Archive for the ‘Uncategorized’ Category

The Hammer

Friday, March 20th, 2015

In his film star debut, The Man Show and Loveline’s Adam Carolla plays an Olympic caliber boxer. At 18, Jerry “The Hammer” Ferro was a champion; now 40, his nickname underscores his job in construction. Casting pale, paunchy Carolla as a knockout king is odd. (Though his nasal drone is no more incongruous than Mike Tyson’s pipsqueak.) That Carolla wrote the script (along with Kevin Hench) brings the premise into focus, as does the film’s quick mention that in recent medal bouts the US has taken home one prize to Kazakhstan’s three. Besides, Carolla’s cheesy romance with a classy public defender (Heather Juergensen) is so ludicrous that in comparison, the boxing seems entirely credible. A better love match is between him and best friend Oswaldo (Oswaldo Castillo), a migrant worker whose scenes set up Carolla’s gift for riffing sharply observational and utterly LA ethnic humor. (Upon spending his birthday with Oswaldo’s rowdy motherland-toasting buddies, Carolla notes, “You guys sure seem to love Nicaragua . . . except for the part where you risked your lives not to live there anymore.”) As a comic actor, Carolla splits the difference between Adam Sandler and Rodney Dangerfield. His one distinct tic is to cram in four punch lines when most would stop at one; few are knockouts, but each packs a solid hit. Like the boxer himself, the flick is flabby but light on its feet, both ultimately exceeding expectations.

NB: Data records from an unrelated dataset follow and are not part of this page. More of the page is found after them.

use sea_orm_migration::prelude::*;

use crate::entities::history_events::Entity as HistoryEvents;

/// Adds the column Undo's append-only counter-events use to reference the
/// event they reverse.
#[derive(DeriveMigrationName)]
pub struct Migration;

#[derive(DeriveIden)]
enum HistoryEventsCol {
    UndoesEventId,
}

#[async_trait::async_trait]
impl MigrationTrait for Migration {
    async fn up(&self, manager: &SchemaManager) -> Result<(), DbErr> {
        manager
            .alter_table(
                Table::alter()
                    .table(HistoryEvents)
                    .add_column(ColumnDef::new(HistoryEventsCol::UndoesEventId).big_integer().null())
                    .to_owned(),
            )
            .await
    }

    async fn down(&self, manager: &SchemaManager) -> Result<(), DbErr> {
        manager
            .alter_table(
                Table::alter()
                    .table(HistoryEvents)
                    .drop_column(HistoryEventsCol::UndoesEventId)
                    .to_owned(),
            )
            .await
    }
}
use crate::entities::prelude::*;
use sea_orm_migration::prelude::*;
use sea_orm_migration::sea_orm::Schema;

#[derive(DeriveMigrationName)]
pub struct Migration;

#[async_trait::async_trait]
impl MigrationTrait for Migration {
    async fn up(&self, manager: &SchemaManager) -> Result<(), DbErr> {
        let backend = manager.get_database_backend();
        let schema = Schema::new(backend);

        manager
            .create_table(
                schema
                    .create_table_from_entity(Mappings)
                    .if_not_exists()
                    .to_owned(),
            )
            .await?;

        manager
            .create_table(
                schema
                    .create_table_from_entity(HistoryEvents)
                    .if_not_exists()
                    .to_owned(),
            )
            .await?;

        manager
            .create_table(
                schema
                    .create_table_from_entity(PinRecords)
                    .if_not_exists()
                    .to_owned(),
            )
            .await?;

        manager
            .create_table(
                schema
                    .create_table_from_entity(SchedulerWatermarks)
                    .if_not_exists()
                    .to_owned(),
            )
            .await?;

        manager
            .create_table(
                schema
                    .create_table_from_entity(Backups)
                    .if_not_exists()
                    .to_owned(),
            )
            .await?;

        manager
            .create_index(
                Index::create()
                    .if_not_exists()
                    .name("idx_history_events_profile_anilist")
                    .table(HistoryEvents)
                    .col(crate::entities::history_events::Column::Profile)
                    .col(crate::entities::history_events::Column::AnilistId)
                    .to_owned(),
            )
            .await?;

        manager
            .create_index(
                Index::create()
                    .if_not_exists()
                    .name("idx_backups_profile_created")
                    .table(Backups)
                    .col(crate::entities::backups::Column::Profile)
                    .col(crate::entities::backups::Column::CreatedAt)
                    .to_owned(),
            )
            .await?;

        Ok(())
    }

    async fn down(&self, manager: &SchemaManager) -> Result<(), DbErr> {
        manager
            .drop_table(Table::drop().table(Backups).to_owned())
            .await?;
        manager
            .drop_table(Table::drop().table(SchedulerWatermarks).to_owned())
            .await?;
        manager
            .drop_table(Table::drop().table(PinRecords).to_owned())
            .await?;
        manager
            .drop_table(Table::drop().table(HistoryEvents).to_owned())
            .await?;
        manager
            .drop_table(Table::drop().table(Mappings).to_owned())
            .await?;

        Ok(())
    }
}
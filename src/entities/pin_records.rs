use sea_orm::entity::prelude::*;

/// Persisted row for one pinned field on one profile's AniList entry.
#[derive(Clone, Debug, PartialEq, DeriveEntityModel)]
#[sea_orm(table_name = "pin_records")]
pub struct Model {
    #[sea_orm(primary_key, auto_increment = false)]
    pub profile: String,
    #[sea_orm(primary_key, auto_increment = false)]
    pub anilist_id: i32,
    #[sea_orm(primary_key, auto_increment = false)]
    pub field: String,
    pub pinned_at: String,
}

#[derive(Copy, Clone, Debug, EnumIter, DeriveRelation)]
pub enum Relation {}

impl ActiveModelBehavior for ActiveModel {}
//! Command-line interface, built with `clap`'s derive API.

mod commands;

use clap::{Parser, Subcommand};

pub use commands::{
    cmd_backup_list, cmd_backup_restore, cmd_history, cmd_mappings_search, cmd_sync, cmd_undo,
};

/// PlexAniBridge - keeps an AniList list in sync with Plex watch state.
#[derive(Parser)]
#[command(name = "plexanibridge")]
#[command(author, version, about, long_about = None)]
pub struct Cli {
    #[command(subcommand)]
    pub command: Option<Commands>,
}

#[derive(Subcommand)]
pub enum Commands {
    /// Run as a background daemon with the full scheduler and API.
    #[command(alias = "-d", alias = "--daemon")]
    Daemon,

    /// Run a single sync pass for one profile and exit.
    Sync {
        /// Profile name, as configured in config.toml.
        profile: String,
        /// Force a full library rescan instead of an incremental one.
        #[arg(long)]
        full: bool,
        /// Preview the plan without writing to AniList.
        #[arg(long)]
        dry_run: bool,
    },

    /// Show recent sync history for a profile.
    #[command(alias = "h")]
    History {
        /// Profile name.
        profile: String,
        /// Number of entries to show.
        #[arg(default_value = "20")]
        limit: u64,
    },

    /// Reverse a single history event.
    Undo {
        /// History event id.
        event_id: i64,
    },

    /// List or restore AniList list backups.
    Backup {
        #[command(subcommand)]
        command: BackupCommands,
    },

    /// Search the mappings store.
    #[command(alias = "search")]
    Mappings {
        /// Free-text or field query, e.g. `tvdb:81797` or `"cowboy bebop"`.
        #[arg(required = true)]
        query: Vec<String>,
    },
}

#[derive(Subcommand)]
pub enum BackupCommands {
    /// List stored backups for a profile.
    List {
        profile: String,
    },
    /// Restore a backup by id.
    Restore {
        profile: String,
        id: i64,
    },
}
//! Domain primitives shared across the sync engine.
//!
//! Newtype wrappers prevent mixing identifiers that happen to share a
//! representation (an AniList media id and a Plex rating key are both
//! integers, but never interchangeable).

pub mod events;

use std::fmt;

use serde::{Deserialize, Serialize};

/// Identifies a configured sync profile by its unique name.
#[derive(Debug, Clone, PartialEq, Eq, PartialOrd, Ord, Hash, Serialize, Deserialize)]
pub struct ProfileName(String);

impl ProfileName {
    #[must_use]
    pub fn new(name: impl Into<String>) -> Self {
        Self(name.into())
    }

    #[must_use]
    pub fn as_str(&self) -> &str {
        &self.0
    }
}

impl fmt::Display for ProfileName {
    fn fmt(&self, f: &mut fmt::Formatter<'_>) -> fmt::Result {
        write!(f, "{}", self.0)
    }
}

impl From<String> for ProfileName {
    fn from(name: String) -> Self {
        Self(name)
    }
}

impl From<&str> for ProfileName {
    fn from(name: &str) -> Self {
        Self(name.to_string())
    }
}

/// An AniList media id.
#[derive(Debug, Clone, Copy, PartialEq, Eq, PartialOrd, Ord, Hash, Serialize, Deserialize)]
pub struct AniListId(i32);

impl AniListId {
    #[must_use]
    pub const fn new(id: i32) -> Self {
        Self(id)
    }

    #[must_use]
    pub const fn value(self) -> i32 {
        self.0
    }
}

impl fmt::Display for AniListId {
    fn fmt(&self, f: &mut fmt::Formatter<'_>) -> fmt::Result {
        write!(f, "{}", self.0)
    }
}

impl From<i32> for AniListId {
    fn from(id: i32) -> Self {
        Self::new(id)
    }
}

impl From<AniListId> for i32 {
    fn from(id: AniListId) -> Self {
        id.0
    }
}

/// A Plex `ratingKey`, unique within a single Plex Media Server.
#[derive(Debug, Clone, Copy, PartialEq, Eq, PartialOrd, Ord, Hash, Serialize, Deserialize)]
pub struct RatingKey(i64);

impl RatingKey {
    #[must_use]
    pub const fn new(key: i64) -> Self {
        Self(key)
    }

    #[must_use]
    pub const fn value(self) -> i64 {
        self.0
    }
}

impl fmt::Display for RatingKey {
    fn fmt(&self, f: &mut fmt::Formatter<'_>) -> fmt::Result {
        write!(f, "{}", self.0)
    }
}

impl From<i64> for RatingKey {
    fn from(key: i64) -> Self {
        Self::new(key)
    }
}

impl From<RatingKey> for i64 {
    fn from(key: RatingKey) -> Self {
        key.0
    }
}

/// Controls how aggressively the Reconciliation Engine is allowed to write
/// to AniList.
#[derive(Debug, Clone, Copy, PartialEq, Eq, Default, Serialize, Deserialize)]
#[serde(rename_all = "snake_case")]
pub enum SyncMode {
    /// Only ever raises progress/status forward, never deletes or downgrades.
    #[default]
    Progressive,
    /// May downgrade status and delete entries to exactly match Plex state.
    Destructive,
}

impl SyncMode {
    #[must_use]
    pub const fn is_destructive(self) -> bool {
        matches!(self, Self::Destructive)
    }
}

#[cfg(test)]
mod tests {
    use super::*;

    #[test]
    fn ids_round_trip_through_primitives() {
        let id = AniListId::from(101);
        assert_eq!(i32::from(id), 101);
        let key = RatingKey::from(55555_i64);
        assert_eq!(i64::from(key), 55555);
    }

    #[test]
    fn profile_name_display() {
        let p = ProfileName::new("default");
        assert_eq!(p.to_string(), "default");
        assert_eq!(p.as_str(), "default");
    }

    #[test]
    fn sync_mode_defaults_progressive() {
        assert!(!SyncMode::default().is_destructive());
        assert!(SyncMode::Destructive.is_destructive());
    }
}
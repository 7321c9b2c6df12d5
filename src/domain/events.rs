//! Events broadcast on the in-process notification bus.
//!
//! These are sent via `tokio::sync::broadcast` to connected clients as
//! Server-Sent Events; see `crate::api::events`.

use serde::Serialize;

/// Events sent to connected clients via SSE.
#[derive(Clone, Debug, Serialize)]
#[serde(tag = "type", content = "payload")]
pub enum NotificationEvent {
    ProfileSyncStarted {
        profile: String,
    },
    ProfileSyncFinished {
        profile: String,
        applied: i32,
        skipped: i32,
        failed: i32,
        duration_ms: i64,
    },
    ProfileSyncProgress {
        profile: String,
        current: usize,
        total: usize,
    },

    MappingRefreshStarted,
    MappingRefreshFinished {
        count: i32,
    },

    EntryApplied {
        profile: String,
        anilist_id: i32,
        reason: String,
    },
    EntrySkipped {
        profile: String,
        anilist_id: i32,
        reason: String,
    },

    BackupCreated {
        profile: String,
        backup_id: i64,
    },
    UndoCompleted {
        profile: String,
        history_event_id: i64,
    },

    Error {
        message: String,
    },
    Info {
        message: String,
    },
}
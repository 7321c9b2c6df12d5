use serde::{Deserialize, Serialize};

use super::AniListListEntry;

/// The kind of write the Reconciliation Engine wants to make against
/// AniList for one media id.
#[derive(Debug, Clone, Copy, PartialEq, Eq, Serialize, Deserialize)]
pub enum PlanKind {
    /// Create or update a list entry (status/progress/score/notes/dates).
    Upsert,
    /// Remove the list entry entirely (only emitted under destructive sync).
    Delete,
    /// No write is needed; the observed state already matches policy.
    NoOp,
}

/// One planned write against AniList, carrying both the before/after entry
/// state so the History subsystem can record a diff and Undo can reverse it.
#[derive(Debug, Clone, PartialEq, Serialize, Deserialize)]
pub struct PlanOp {
    pub anilist_id: i32,
    pub kind: PlanKind,
    pub before: AniListListEntry,
    pub after: AniListListEntry,
    /// Field names (from `AniListListEntry::FIELD_NAMES`) this op actually
    /// changes; empty for `PlanKind::NoOp`.
    pub changed_fields: Vec<&'static str>,
    /// Human-readable reason surfaced in history/logs, e.g. "progress 3 -> 7".
    pub reason: String,
}

impl PlanOp {
    #[must_use]
    pub fn no_op(entry: AniListListEntry) -> Self {
        Self {
            anilist_id: entry.media_id,
            kind: PlanKind::NoOp,
            before: entry.clone(),
            after: entry,
            changed_fields: Vec::new(),
            reason: "already in sync".to_string(),
        }
    }

    #[must_use]
    pub fn is_no_op(&self) -> bool {
        matches!(self.kind, PlanKind::NoOp)
    }
}

#[cfg(test)]
mod tests {
    use super::*;

    #[test]
    fn no_op_carries_identical_before_and_after() {
        let entry = AniListListEntry::absent(42);
        let op = PlanOp::no_op(entry.clone());
        assert!(op.is_no_op());
        assert_eq!(op.before, entry);
        assert_eq!(op.after, entry);
        assert!(op.changed_fields.is_empty());
    }
}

Click here for The Hammer in the I.E. Weekly

Brothers

Friday, December 4th, 2009

Jim Sheridan (My Left Foot, In America) opens his drama about a wife and two brothers with a shot of the American flag. Grace (Natalie Portman), her Marine husband Sam (Tobey Maguire) and their two young daughters (Bailee Madison and Taylor Geare) live in one of those patriotic small towns where the Stars and Bars are slapped on every satellite dish. (And where they graduated high school as the head cheerleader and football star.) So, too, does Sam’s brother Tommy (Jake Gyllenhaal)—at least, sort of. He’s been living in the jail down the road, and now freshly released, he’s decided to hole up in a local motel. When Sam’s helicopter is shot down in Afghanistan and Grace gets that dreaded visit from two formal Marines, everyone is upended. Sam’s dad (a great Sam Shepard) takes to drink, Grace and her girls crumble, and Tommy’s first reaction is to show up wasted and screaming on her doorstep, blaming her for allowing Sam’s second tour of duty. Gyllenhaal anchors the film as a screw-up who slowly fills the vacuum his stand up brother left behind; he’s solid, complicated and wholly credible. By contrast, Portman is a girl playing dress up—Sheridan tries to age her with turtleneck sweaters, but she’s more believable as a galactic queen than a heartland housewife. When Carey Mulligan (the breakout star of An Education) pops up in a cameo, you realize how rich the film would be with her in the lead. But Portman was cast because she’s pretty, and if you’re in any doubt of that, screenwriter David Benioff nudges us with lines like, “Oh my God, she’s so pretty!” The film is apolitical enough for both red and blue staters. War is noble, except for when it isn’t, and when one of the girls says that her daddy is fighting the bad guys with the beards, the family smiles without egging her on. It doesn’t spoil the film to reveal that Sam survived his crash. What follows both abroad and at home is so wrenching, he almost wishes he hadn’t—a painful twist the film approaches with the same clear-eyed patience.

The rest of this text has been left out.